Oh, I will wait until you people have a look into my askforHELP.epub file.

But again, is it no possible to manually remove <pre> tags manually? Why is that?
I am very familiarized with writing macros in Word? Could anything useful be done in Word? Although I have never used them before, I have also installed both Dreamwaver and Adobre Acrobat Pro in my PC. Can they be useful in this context?

I also read somewhere a suggestion to convert <pre> tags into <p> tags. Does this mean just substitue <p for <pre in the XHTML? I did this and the individual lines of code text all bunched up in a single paragraph. Or must it be done in tandem with other changes?

Am I expressisng myself clearly? Is there any info I left out?
I just want — at the very least — have the code text converted into body text. The best would be to be able to specify different font sizes for body text and code text.

I cannot contemplate going to bed this one more day without learning how to solve this issue.

Please forgive for not being able to be more concise. It is a steep learning curve in the beginning. Thanks indeed in advance.

SB
Attached Files
File Type: epub askingforHELP.epub (7.8 KB, 311 views)
sergio blum is offline   Reply With Quote
Old 10-09-2010, 08:36 PM   #2
DoctorOhh
US Navy, Retired
DoctorOhh ought to be getting tired of karma fortunes by now.DoctorOhh ought to be getting tired of karma fortunes by now.DoctorOhh ought to be getting tired of karma fortunes by now.DoctorOhh ought to be getting tired of karma fortunes by now.DoctorOhh ought to be getting tired of karma fortunes by now.DoctorOhh ought to be getting tired of karma fortunes by now.DoctorOhh ought to be getting tired of karma fortunes by now.DoctorOhh ought to be getting tired of karma fortunes by now.DoctorOhh ought to be getting tired of karma fortunes by now.DoctorOhh ought to be getting tired of karma fortunes by now.DoctorOhh ought to be getting tired of karma fortunes by now.
 
DoctorOhh's Avatar
 
Posts: 9,864
Karma: 13806776
Join Date: Feb 2009
Location: North Carolina
Device: Icarus Illumina XL HD, Nexus 7
Quote:
Originally Posted by sergio blum View Post
I failed to say that the conversions I am trying to do are from CHM to EPUB. The CHM contains body text and examples of ActionScript code.
Any book of code often uses <pre> tags to ensure that the code is viewable exactly as required for a given language.

Quote:
Originally Posted by sergio blum View Post
But again, is it no possible to manually remove <pre> tags manually? Why is that?
It is possible, even easy, but your code examples will be jumbled by epubs attempt to reflow the text.

Quote:
Originally Posted by sergio blum View Post
I also read somewhere a suggestion to convert <pre> tags into <p> tags. Does this mean just substitue <p for <pre in the XHTML? I did this and the individual lines of code text all bunched up in a single paragraph. Or must it be done in tandem with other changes?
That is why there are <pre> tags so the code remains correctly laid out.

Quote:
Originally Posted by sergio blum View Post
Am I expressisng myself clearly? Is there any info I left out? I just want — at the very least — have the code text converted into body text. The best would be to be able to specify different font sizes for body text and code text.
Yes, you are expressing yourself clearly the only problem is the type of book. ldolse and I were both referring to recreational novels and not a book of code.

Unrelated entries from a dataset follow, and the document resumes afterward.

//! Minimal settings-UI listener: a loopback-only JSON API for inspecting and hot-swapping the
//! classifier without restarting the agent.

use std::net::SocketAddr;
use std::sync::Arc;

use axum::extract::State;
use axum::response::{IntoResponse, Response};
use axum::routing::{get, post};
use axum::{Json, Router};
use camino::Utf8PathBuf;
use serde::{Deserialize, Serialize};

use crate::classifier::{parse_restricted_domains, Classifier, ClassifierSnapshot};

#[derive(Clone)]
struct UiState {
    classifier: Classifier,
    restricted_domains_path: Option<Utf8PathBuf>,
    extra_globs: Arc<Vec<String>>,
}

#[derive(Serialize)]
struct StatusResponse {
    tunnel_all: bool,
}

#[derive(Deserialize)]
struct TunnelAllRequest {
    tunnel_all: bool,
}

pub async fn serve(bind_addr: SocketAddr, classifier: Classifier, restricted_domains_path: Option<Utf8PathBuf>, extra_globs: Vec<String>) -> anyhow::Result<()> {
    let state = UiState {
        classifier,
        restricted_domains_path,
        extra_globs: Arc::new(extra_globs),
    };

    let app = Router::new()
        .route("/status", get(status))
        .route("/reload", post(reload))
        .route("/tunnel-all", post(set_tunnel_all))
        .with_state(state);

    info!(%bind_addr, "Settings UI listening");

    let listener = tokio::net::TcpListener::bind(bind_addr).await?;
    axum::serve(listener, app).await?;

    Ok(())
}

async fn status(State(state): State<UiState>) -> Json<StatusResponse> {
    Json(StatusResponse {
        tunnel_all: state.classifier.snapshot().tunnel_all(),
    })
}

/// Re-reads the restricted-domains file from disk and swaps it in atomically.
async fn reload(State(state): State<UiState>) -> Response {
    let tunnel_all = state.classifier.snapshot().tunnel_all();

    let domains = match &state.restricted_domains_path {
        Some(path) => match tokio::fs::read_to_string(path).await {
            Ok(text) => parse_restricted_domains(&text),
            Err(error) => {
                warn!(%error, %path, "Couldn't reload restricted domains file");
                return (axum::http::StatusCode::INTERNAL_SERVER_ERROR, error.to_string()).into_response();
            }
        },
        None => Default::default(),
    };

    let globs = match state.extra_globs.iter().map(|pattern| glob::Pattern::new(pattern)).collect::<Result<Vec<_>, _>>() {
        Ok(globs) => globs,
        Err(error) => {
            warn!(%error, "Couldn't reload glob patterns");
            return (axum::http::StatusCode::INTERNAL_SERVER_ERROR, error.to_string()).into_response();
        }
    };

    state.classifier.replace(ClassifierSnapshot::new(tunnel_all, domains, globs));
    info!("Classifier reloaded from disk");

    axum::http::StatusCode::NO_CONTENT.into_response()
}

async fn set_tunnel_all(State(state): State<UiState>, Json(request): Json<TunnelAllRequest>) -> Response {
    let snapshot = state.classifier.snapshot();
    state.classifier.replace(ClassifierSnapshot::new(
        request.tunnel_all,
        snapshot.restricted_domains().clone(),
        snapshot.globs().to_vec(),
    ));
    axum::http::StatusCode::NO_CONTENT.into_response()
}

Any attempt to remove the <pre> tags for this book may compromise the correctness of your code examples. You could try enclosing each line of code with a <p> </p> tags then removing the <pre> tags. This will minimize the jumble but not prevent it entirely.

I have limited experience, but if you want this book as a reflowable epub then you should buy it in that format. Otherwise resign yourself to reading it with <pre> tags in place and using either landscape mode on your reader to gain more space to view it or read it on a computer with the ability to have a wide enough (or scrollable) viewing area to read the code as written.

Last edited by DoctorOhh; 10-10-2010 at 03:34 AM.
DoctorOhh is offline   Reply With Quote
Old 10-09-2010, 08:51 PM   #3
theducks
Well trained by Cats
theducks ought to be getting tired of karma fortunes by now.theducks ought to be getting tired of karma fortunes by now.theducks ought to be getting tired of karma fortunes by now.theducks ought to be getting tired of karma fortunes by now.theducks ought to be getting tired of karma fortunes by now.theducks ought to be getting tired of karma fortunes by now.theducks ought to be getting tired of karma fortunes by now.theducks ought to be getting tired of karma fortunes by now.theducks ought to be getting tired of karma fortunes by now.theducks ought to be getting tired of karma fortunes by now.theducks ought to be getting tired of karma fortunes by now.
 
theducks's Avatar
 
Posts: 29,768
Karma: 54401244
Join Date: Aug 2009
Location: The Central Coast of California
Device: Kobo Libra2,Kobo Aura2v1, K4NT(Fixed: New Bat.), Galaxy Tab A
Another observation (not a spefic answer to your Pre)
You use color to differentiate the code.
Many readers are grey scale.
You might change you Pre to a Div with a Border line set in the class to make the code examples obvious
theducks is offline   Reply With Quote
Old 10-09-2010, 09:40 PM   #4
sergio blum
Member
sergio blum began at the beginning.
 
Posts: 11
Karma: 10
Join Date: Aug 2009
Device: SONY READER
dwanthny, thanks for the reply.

just seeing a reply lift my spirits, really.

But I will insist. I still have some hope.

Like I said, I know very very little of HTML/CSS

But wait, I did something just now that may solve the issue.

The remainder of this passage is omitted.